Par la suite, des artistes tels que Massimo Stanzione (1585-1656) ou Jusepe de Ribera (1591-1652) offrent un important renouvellement au langage initial de Caravage. Actif à la fois à Rome et à Naples, Stanzione apporte un savant mélange de rigueur classique et d’emphase baroque, sous l’influence de la sculpture antique comme de l’art de Simon Vouet et de Nicolas Poussin, accompagné d’une lumière riche et éclatante, tandis que la tournant coloriste de Ribera, enrichi par la connaissance des exemples vénitiens ou des Flamands Rubens et Van Dyck, suscite une peinture à la touche enlevée et aux coloris saturés et séduisants.
Ces deux modèles encouragent Vitale à suivre leur exemple. Le décor exécuté par le Dominiquin (1581-141) dans la chapelle San Gennaro de la cathédrale de Naples (1630-1641), contribue également à ce tournant du naturalisme au classicisme. - Sensible à ces modèles, Vitale compose une image spectaculaire, qui n’hésite pas à mêler une violence crue à un riche coloris séduisant. La Judith et Holopherne s’inscrit dans le sillage des deux versions exécutées par Caravage de ce sujet violent. Le peintre a sans aucun doute connu la seconde version peinte par Caravage à Naples, connue par une copie (Naples, Palazzo Zevalos) et une autre version à l’attribution particulièrement disputée.
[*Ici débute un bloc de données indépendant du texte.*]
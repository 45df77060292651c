//! Bridge remap expressions
//!
//! The bridge executable takes one positional argument per bridged topic:
//!
//! ```text
//! <topic>@<ros message type><delimiter><gazebo message type>
//! ```
//!
//! where the delimiter selects the relay direction: `@` for both ways, `[`
//! for Gazebo to ROS only and `]` for ROS to Gazebo only. Launch descriptions
//! keep these arguments as opaque strings; [`BridgeRemap`] is a read-only view
//! used for reporting.

use crate::error::RemapError;
use serde::Serialize;
use std::{fmt, str::FromStr};

/// Executable name shared by the `ros_ign_bridge` and `ros_gz_bridge` packages
pub const BRIDGE_EXECUTABLE: &str = "parameter_bridge";

#[derive(Debug, Clone, Copy, PartialEq, Eq, Hash, Serialize)]
#[serde(rename_all = "snake_case")]
pub enum BridgeDirection {
    Bidirectional,
    GzToRos,
    RosToGz,
}

impl BridgeDirection {
    fn from_delimiter(c: char) -> Option<Self> {
        match c {
            '@' => Some(BridgeDirection::Bidirectional),
            '[' => Some(BridgeDirection::GzToRos),
            ']' => Some(BridgeDirection::RosToGz),
            _ => None,
        }
    }

    pub fn delimiter(&self) -> char {
        match self {
            BridgeDirection::Bidirectional => '@',
            BridgeDirection::GzToRos => '[',
            BridgeDirection::RosToGz => ']',
        }
    }

    /// Arrow used in human-readable tables
    pub fn arrow(&self) -> &'static str {
        match self {
            BridgeDirection::Bidirectional => "<->",
            BridgeDirection::GzToRos => "<-",
            BridgeDirection::RosToGz => "->",
        }
    }
}

#[derive(Debug, Clone, PartialEq, Eq, Serialize)]
pub struct BridgeRemap {
    pub topic: String,
    pub ros_type: String,
    pub gz_type: String,
    pub direction: BridgeDirection,
}

impl BridgeRemap {
    pub fn new(
        topic: impl Into<String>,
        ros_type: impl Into<String>,
        gz_type: impl Into<String>,
    ) -> Self {
        Self {
            topic: topic.into(),
            ros_type: ros_type.into(),
            gz_type: gz_type.into(),
            direction: BridgeDirection::Bidirectional,
        }
    }

    pub fn with_direction(mut self, direction: BridgeDirection) -> Self {
        self.direction = direction;
        self
    }

    /// Interface package of the ROS side, e.g. `sensor_msgs`
    pub fn ros_package(&self) -> &str {
        self.ros_type.split('/').next().unwrap_or_default()
    }

    /// Encode back into the bridge's argument syntax
    pub fn to_argument(&self) -> String {
        self.to_string()
    }
}

impl fmt::Display for BridgeRemap {
    fn fmt(&self, f: &mut fmt::Formatter<'_>) -> fmt::Result {
        write!(
            f,
            "{}@{}{}{}",
            self.topic,
            self.ros_type,
            self.direction.delimiter(),
            self.gz_type
        )
    }
}

impl FromStr for BridgeRemap {
    type Err = RemapError;

    fn from_str(s: &str) -> Result<Self, Self::Err> {
        let (topic, types) = s
            .split_once('@')
            .ok_or_else(|| RemapError::MissingTopicDelimiter(s.to_string()))?;

        let split = types
            .char_indices()
            .find_map(|(i, c)| BridgeDirection::from_delimiter(c).map(|d| (i, d)));
        let (index, direction) =
            split.ok_or_else(|| RemapError::MissingTypeDelimiter(s.to_string()))?;
        let ros_type = &types[..index];
        let gz_type = &types[index + 1..];

        for (field, value) in [
            ("topic", topic),
            ("ROS message type", ros_type),
            ("Gazebo message type", gz_type),
        ] {
            if value.is_empty() {
                return Err(RemapError::EmptyField {
                    argument: s.to_string(),
                    field,
                });
            }
        }

        Ok(Self {
            topic: topic.to_string(),
            ros_type: ros_type.to_string(),
            gz_type: gz_type.to_string(),
            direction,
        })
    }
}
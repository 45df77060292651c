//! XML launch file reader

use crate::{
    actions::NodeAction,
    description::LaunchDescription,
    error::{ParseError, Result},
    xml::{Entity, XmlEntity},
};
use std::path::Path;

/// Attributes of `<node>` that are understood by [`NodeAction::from_entity`]
const NODE_ATTRIBUTES: &[&str] = &[
    "pkg",
    "exec",
    "name",
    "namespace",
    "ros_namespace",
    "args",
    "output",
    "emulate_tty",
];

pub fn parse_xml_file(path: &Path) -> Result<LaunchDescription> {
    let content = std::fs::read_to_string(path)?;
    parse_xml_string(&content)
}

pub fn parse_xml_string(content: &str) -> Result<LaunchDescription> {
    let doc = roxmltree::Document::parse(content)?;
    let root = XmlEntity::new(doc.root_element());
    if root.type_name() != "launch" {
        return Err(ParseError::UnexpectedRoot(root.type_name().to_string()));
    }

    let mut actions = Vec::new();
    for child in root.children() {
        match child.type_name() {
            "node" => {
                for (attr, _) in child.attributes() {
                    if !NODE_ATTRIBUTES.contains(&attr) {
                        log::debug!("Ignoring <node> attribute '{}'", attr);
                    }
                }
                actions.push(NodeAction::from_entity(&child)?);
            }
            other => {
                log::warn!("Unsupported action type: {}", other);
            }
        }
    }

    Ok(LaunchDescription::new(actions))
}
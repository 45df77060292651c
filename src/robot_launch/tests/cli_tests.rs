use robot_launch::{generate_launch_description, yaml::parse_yaml_string};
use std::{
    path::{Path, PathBuf},
    process::{Command, Output},
};

const PREFIX_ENV: &str = "ROBOT_LAUNCH_INSTALL_PREFIX";

/// Helper to get fixture path from crate tests directory
fn get_fixture_path(filename: &str) -> PathBuf {
    PathBuf::from(env!("CARGO_MANIFEST_DIR"))
        .join("tests/fixtures/launch")
        .join(filename)
}

fn robot_launch() -> Command {
    let mut cmd = Command::new(env!("CARGO_BIN_EXE_robot_launch"));
    cmd.env_remove(PREFIX_ENV).env_remove("RUST_LOG");
    cmd
}

fn run(cmd: &mut Command) -> Output {
    let output = cmd.output().unwrap();
    assert!(
        output.status.success(),
        "command failed: {}",
        String::from_utf8_lossy(&output.stderr)
    );
    output
}

fn read_json(path: &Path) -> serde_json::Value {
    let content = std::fs::read_to_string(path).unwrap();
    serde_json::from_str(&content).unwrap()
}

#[test]
fn test_unknown_launch_file_exits_with_error() {
    let output = robot_launch()
        .args(["show", "turtlesim", "multisim"])
        .output()
        .unwrap();

    assert_eq!(output.status.code(), Some(1));
    let stderr = String::from_utf8_lossy(&output.stderr);
    assert!(
        stderr.contains("Error: Launch file 'multisim' not found in package 'turtlesim'"),
        "unexpected stderr: {}",
        stderr
    );
    assert!(output.stdout.is_empty());
}

#[test]
fn test_list_prints_every_launch_file() {
    let output = run(robot_launch().arg("list"));
    let stdout = String::from_utf8(output.stdout).unwrap();
    let lines: Vec<_> = stdout.lines().collect();
    assert_eq!(
        lines,
        vec![
            "circle_wall_actions_pkg circle_wall_actions.launch.py",
            "topic_publisher_pkg circle_wall.launch.py",
            "topic_publisher_pkg move_robot.launch.py",
            "tracking_robot_pkg tracking_robot.launch.py",
        ]
    );
}

#[test]
fn test_export_yaml_to_stdout() {
    let output = run(robot_launch().args([
        "export",
        "topic_publisher_pkg",
        "move_robot",
        "--format",
        "yaml",
    ]));

    let stdout = String::from_utf8(output.stdout).unwrap();
    let parsed = parse_yaml_string(&stdout).unwrap();
    let built = generate_launch_description("topic_publisher_pkg", "move_robot").unwrap();
    assert_eq!(parsed, built);
}

#[test]
fn test_export_xml_to_file() {
    let dir = tempfile::tempdir().unwrap();
    let path = dir.path().join("circle_wall.launch.xml");

    let output = run(robot_launch()
        .args(["export", "topic_publisher_pkg", "circle_wall.launch.py", "-o"])
        .arg(&path));
    assert!(output.stdout.is_empty());

    let parsed = robot_launch::parse_launch_file(&path).unwrap();
    let built = generate_launch_description("topic_publisher_pkg", "circle_wall").unwrap();
    assert_eq!(parsed, built);
}

#[test]
fn test_record_uses_install_prefix_from_env() {
    let dir = tempfile::tempdir().unwrap();
    let path = dir.path().join("record.json");

    run(robot_launch()
        .env(PREFIX_ENV, "/home/robot/ros2_ws/install")
        .args(["record", "topic_publisher_pkg", "move_robot", "-o"])
        .arg(&path));

    let json = read_json(&path);
    let nodes = json["node"].as_array().unwrap();
    assert_eq!(nodes.len(), 3);
    assert_eq!(
        nodes[0]["cmd"][0],
        "/home/robot/ros2_ws/install/lib/ros_ign_bridge/parameter_bridge"
    );
    assert_eq!(
        nodes[2]["cmd"][0],
        "/home/robot/ros2_ws/install/lib/topic_publisher_pkg/move_robot"
    );
}

#[test]
fn test_record_flag_overrides_env() {
    let dir = tempfile::tempdir().unwrap();
    let path = dir.path().join("record.json");

    run(robot_launch()
        .env(PREFIX_ENV, "/from/env")
        .args([
            "record",
            "tracking_robot_pkg",
            "tracking_robot",
            "--install-prefix",
            "/from/flag",
            "-o",
        ])
        .arg(&path));

    let json = read_json(&path);
    assert_eq!(
        json["node"][0]["cmd"][0],
        "/from/flag/lib/tracking_robot_pkg/tracking_robot_client"
    );
}

#[test]
fn test_record_defaults_to_humble_prefix() {
    let dir = tempfile::tempdir().unwrap();
    let path = dir.path().join("record.json");

    run(robot_launch()
        .args(["record", "tracking_robot_pkg", "tracking_robot", "-o"])
        .arg(&path));

    let json = read_json(&path);
    assert_eq!(
        json["node"][0]["cmd"][0],
        "/opt/ros/humble/lib/tracking_robot_pkg/tracking_robot_client"
    );
}

#[test]
fn test_record_written_to_default_path() {
    let dir = tempfile::tempdir().unwrap();

    run(robot_launch()
        .current_dir(dir.path())
        .args(["record", "circle_wall_actions_pkg", "circle_wall_actions"]));

    let json = read_json(&dir.path().join("record.json"));
    assert_eq!(json["node"].as_array().unwrap().len(), 5);
}

#[test]
fn test_file_writes_record_from_xml() {
    let dir = tempfile::tempdir().unwrap();
    let path = dir.path().join("record.json");

    run(robot_launch()
        .arg("file")
        .arg(get_fixture_path("tracking_robot_sim.launch.xml"))
        .arg("-o")
        .arg(&path));

    let json = read_json(&path);
    let nodes = json["node"].as_array().unwrap();
    assert_eq!(nodes.len(), 2);
    assert_eq!(nodes[1]["name"], "tracker");
    assert_eq!(nodes[1]["exec_name"], "tracking_robot_client-1");
}

#[test]
fn test_file_with_unsupported_extension_fails() {
    let dir = tempfile::tempdir().unwrap();
    let launch = dir.path().join("robot.launch.py");
    std::fs::write(&launch, "from launch import LaunchDescription\n").unwrap();

    let output = robot_launch()
        .arg("file")
        .arg(&launch)
        .arg("-o")
        .arg(dir.path().join("record.json"))
        .output()
        .unwrap();

    assert_eq!(output.status.code(), Some(1));
    let stderr = String::from_utf8_lossy(&output.stderr);
    assert!(stderr.contains("Error: Unsupported launch file format"));
    assert!(!dir.path().join("record.json").exists());
}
Vitale représente le même moment que celui, très original, que Caravage avait choisi : l’instant où Holopherne prenant conscience de l’imminence de sa mort, pousse un hurlement de douleur et de terreur, avant d’expirer. L’organisation générale de l’image est la même : les personnages à mi-corps, le général philistin à gauche, l’héroïne juive au centre et sa servante à droite, avec une grande draperie rouge en toile de fonds pour de servir de décor au drame. L’artiste se plait à confronter la carrure démesurée d’Holopherne, notamment ses énormes mains, aux gestes tempérés de Judith, dont la physionomie apaisée répond, par contraste, au visage ridé de la vieille servante qui s’apprête à recueillir dans un sac le trophée de sa maîtresse : la tête d’Holopherne.
Si la référence à Caravage est manifeste dans la structure du tableau, il révèle dans le même temps la profonde transformation stylistique qui éclot durant le second quart du XVIIe siècle napolitain, entre baroque et classicisme, à une époque ou Vitale atteint sa pleine maturité. Là où Caravage avait fondé son tableau sur un intense clair-obscur, la scène de Filippo Vitale est éclairée par un violent coup de lumière qui définit brutalement la scène, les gestes et les expressions des personnages. Cette lumière vient rehausser une multitude de détails décoratifs, notamment les superbe étoffes de la robe de Judith ou encore les motifs de la grande draperie rouge. Cet attrait pour les belles draperies colorées rapproche Vitale de Massimo Stanzione. Si le visage impassible de Judith exprime un certain attrait pour un classicisme apaisé, le terrible hurlement d’Holopherne, à la bouche démesurée, semble indiquer une connaissance de certaines outrances de Ribera, notamment les supplices des quatre « furieux », Ixion, Titius, Tantale et Sisyphe, conservés au Prado (1632) et plus encore des Marsyas, dans les Apollon et Marsyas peints vers 1637 (Naples, museo di Capodimonte, Bruxelles, musées royaux des beaux-arts de Belgique). Ces multiples sources permettent à Vitale de construire une peinture d’une forte originalité, où se mêlent violence et élégance.